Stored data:
◆ ◆ ◆
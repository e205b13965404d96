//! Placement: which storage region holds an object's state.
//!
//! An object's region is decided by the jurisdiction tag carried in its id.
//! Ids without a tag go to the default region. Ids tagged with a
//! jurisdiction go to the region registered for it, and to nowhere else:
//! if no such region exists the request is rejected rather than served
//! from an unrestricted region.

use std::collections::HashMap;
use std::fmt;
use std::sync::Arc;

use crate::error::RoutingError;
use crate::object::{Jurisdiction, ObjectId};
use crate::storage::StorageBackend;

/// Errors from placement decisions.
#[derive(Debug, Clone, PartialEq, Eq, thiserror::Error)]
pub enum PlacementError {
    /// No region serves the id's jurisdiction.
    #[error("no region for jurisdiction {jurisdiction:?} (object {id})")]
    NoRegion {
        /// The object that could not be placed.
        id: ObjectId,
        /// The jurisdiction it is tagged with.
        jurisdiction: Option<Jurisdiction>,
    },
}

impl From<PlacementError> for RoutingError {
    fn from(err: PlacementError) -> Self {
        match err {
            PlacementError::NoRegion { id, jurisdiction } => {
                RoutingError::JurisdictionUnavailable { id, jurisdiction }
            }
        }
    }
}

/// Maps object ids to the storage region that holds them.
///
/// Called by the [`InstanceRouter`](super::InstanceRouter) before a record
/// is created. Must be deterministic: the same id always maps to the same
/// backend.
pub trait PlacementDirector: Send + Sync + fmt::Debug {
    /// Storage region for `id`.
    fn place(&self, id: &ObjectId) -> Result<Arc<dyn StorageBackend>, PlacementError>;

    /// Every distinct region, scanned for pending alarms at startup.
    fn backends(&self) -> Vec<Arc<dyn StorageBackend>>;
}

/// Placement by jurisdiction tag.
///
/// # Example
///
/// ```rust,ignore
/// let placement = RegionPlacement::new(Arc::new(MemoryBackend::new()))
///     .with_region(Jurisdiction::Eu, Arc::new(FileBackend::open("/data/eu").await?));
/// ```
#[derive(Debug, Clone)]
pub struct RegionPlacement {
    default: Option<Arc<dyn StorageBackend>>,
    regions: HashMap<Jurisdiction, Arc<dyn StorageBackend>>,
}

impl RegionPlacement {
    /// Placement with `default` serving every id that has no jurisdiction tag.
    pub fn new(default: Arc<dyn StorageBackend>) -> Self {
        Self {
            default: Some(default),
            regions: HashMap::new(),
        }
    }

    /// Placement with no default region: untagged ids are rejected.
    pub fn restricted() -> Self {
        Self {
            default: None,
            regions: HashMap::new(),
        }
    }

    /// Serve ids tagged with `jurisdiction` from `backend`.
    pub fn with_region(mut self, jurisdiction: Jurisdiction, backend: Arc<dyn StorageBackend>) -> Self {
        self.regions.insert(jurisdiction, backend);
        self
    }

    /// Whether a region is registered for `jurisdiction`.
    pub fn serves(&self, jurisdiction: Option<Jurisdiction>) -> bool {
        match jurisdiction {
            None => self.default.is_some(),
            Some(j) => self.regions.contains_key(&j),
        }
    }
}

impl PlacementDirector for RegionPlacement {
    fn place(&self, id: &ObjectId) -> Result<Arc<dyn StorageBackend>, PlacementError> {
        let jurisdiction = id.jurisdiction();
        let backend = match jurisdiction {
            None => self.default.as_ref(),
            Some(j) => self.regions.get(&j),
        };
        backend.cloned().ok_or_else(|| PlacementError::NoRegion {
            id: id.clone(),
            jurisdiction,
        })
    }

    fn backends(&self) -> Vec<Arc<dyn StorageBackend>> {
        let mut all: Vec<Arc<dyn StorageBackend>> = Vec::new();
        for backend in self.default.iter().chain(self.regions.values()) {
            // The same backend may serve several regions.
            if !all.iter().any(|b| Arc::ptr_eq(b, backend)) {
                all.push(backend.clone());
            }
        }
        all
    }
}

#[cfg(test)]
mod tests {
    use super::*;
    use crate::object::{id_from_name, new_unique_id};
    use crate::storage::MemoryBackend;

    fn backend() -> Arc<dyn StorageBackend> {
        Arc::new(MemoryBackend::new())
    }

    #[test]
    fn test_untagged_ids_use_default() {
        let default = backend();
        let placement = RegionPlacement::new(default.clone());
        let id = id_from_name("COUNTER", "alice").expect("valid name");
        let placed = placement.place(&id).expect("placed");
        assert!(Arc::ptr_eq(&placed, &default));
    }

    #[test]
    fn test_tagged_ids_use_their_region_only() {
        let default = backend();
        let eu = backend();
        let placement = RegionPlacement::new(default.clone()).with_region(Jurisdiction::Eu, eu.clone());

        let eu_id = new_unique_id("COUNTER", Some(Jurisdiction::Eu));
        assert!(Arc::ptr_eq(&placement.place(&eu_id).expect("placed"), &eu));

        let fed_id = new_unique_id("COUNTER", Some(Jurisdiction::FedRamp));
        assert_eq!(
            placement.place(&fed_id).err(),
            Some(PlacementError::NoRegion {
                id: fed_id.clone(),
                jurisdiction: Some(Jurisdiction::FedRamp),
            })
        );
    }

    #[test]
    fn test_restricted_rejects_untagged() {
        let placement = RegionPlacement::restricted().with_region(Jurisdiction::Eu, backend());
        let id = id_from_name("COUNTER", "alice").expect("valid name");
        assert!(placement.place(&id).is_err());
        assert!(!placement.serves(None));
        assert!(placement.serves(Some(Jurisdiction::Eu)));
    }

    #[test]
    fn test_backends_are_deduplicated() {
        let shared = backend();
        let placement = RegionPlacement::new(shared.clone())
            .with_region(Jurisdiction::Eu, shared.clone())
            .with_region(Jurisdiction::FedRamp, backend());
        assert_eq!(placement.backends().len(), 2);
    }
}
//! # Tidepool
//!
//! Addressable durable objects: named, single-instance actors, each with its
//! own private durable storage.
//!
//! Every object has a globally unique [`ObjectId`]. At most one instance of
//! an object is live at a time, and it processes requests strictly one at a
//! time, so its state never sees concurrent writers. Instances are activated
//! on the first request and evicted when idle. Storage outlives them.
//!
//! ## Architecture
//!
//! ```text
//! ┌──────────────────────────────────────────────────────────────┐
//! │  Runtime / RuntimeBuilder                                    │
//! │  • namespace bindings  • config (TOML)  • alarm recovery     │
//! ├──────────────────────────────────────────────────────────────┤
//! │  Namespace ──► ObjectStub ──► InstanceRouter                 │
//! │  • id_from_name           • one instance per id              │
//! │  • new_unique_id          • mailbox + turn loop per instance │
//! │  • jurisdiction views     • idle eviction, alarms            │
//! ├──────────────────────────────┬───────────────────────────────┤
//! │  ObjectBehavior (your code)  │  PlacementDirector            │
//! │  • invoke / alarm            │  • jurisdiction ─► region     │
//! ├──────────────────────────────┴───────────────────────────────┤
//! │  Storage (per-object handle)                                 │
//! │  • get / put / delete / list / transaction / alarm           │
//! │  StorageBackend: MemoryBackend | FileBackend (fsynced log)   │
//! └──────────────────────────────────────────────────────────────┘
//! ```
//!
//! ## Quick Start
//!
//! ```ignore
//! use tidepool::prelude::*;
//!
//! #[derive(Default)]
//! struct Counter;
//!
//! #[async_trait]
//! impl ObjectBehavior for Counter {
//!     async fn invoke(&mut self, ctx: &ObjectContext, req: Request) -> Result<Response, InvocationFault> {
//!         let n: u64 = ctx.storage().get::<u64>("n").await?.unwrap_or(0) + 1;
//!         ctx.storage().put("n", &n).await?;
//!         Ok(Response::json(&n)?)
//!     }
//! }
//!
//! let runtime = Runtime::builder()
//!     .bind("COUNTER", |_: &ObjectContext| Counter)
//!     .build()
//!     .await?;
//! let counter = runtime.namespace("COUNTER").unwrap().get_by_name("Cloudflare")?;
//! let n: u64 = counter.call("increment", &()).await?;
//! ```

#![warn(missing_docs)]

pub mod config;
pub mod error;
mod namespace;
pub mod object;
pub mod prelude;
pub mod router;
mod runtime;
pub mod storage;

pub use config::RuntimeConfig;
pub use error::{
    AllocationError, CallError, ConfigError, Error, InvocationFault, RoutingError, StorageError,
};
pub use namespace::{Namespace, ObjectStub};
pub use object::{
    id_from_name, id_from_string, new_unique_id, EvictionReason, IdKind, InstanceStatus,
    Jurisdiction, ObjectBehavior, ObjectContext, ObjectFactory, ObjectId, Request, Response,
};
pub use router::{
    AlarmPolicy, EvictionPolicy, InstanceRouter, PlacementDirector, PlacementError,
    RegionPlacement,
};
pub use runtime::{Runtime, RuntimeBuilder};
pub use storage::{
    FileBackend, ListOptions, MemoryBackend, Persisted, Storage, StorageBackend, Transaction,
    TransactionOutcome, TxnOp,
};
◆ ◆ ◆
## [Problem statement]
Among the lines above, some may hold the string "FedRamp". State how many, giving the number alone.

## [Expected answer]
3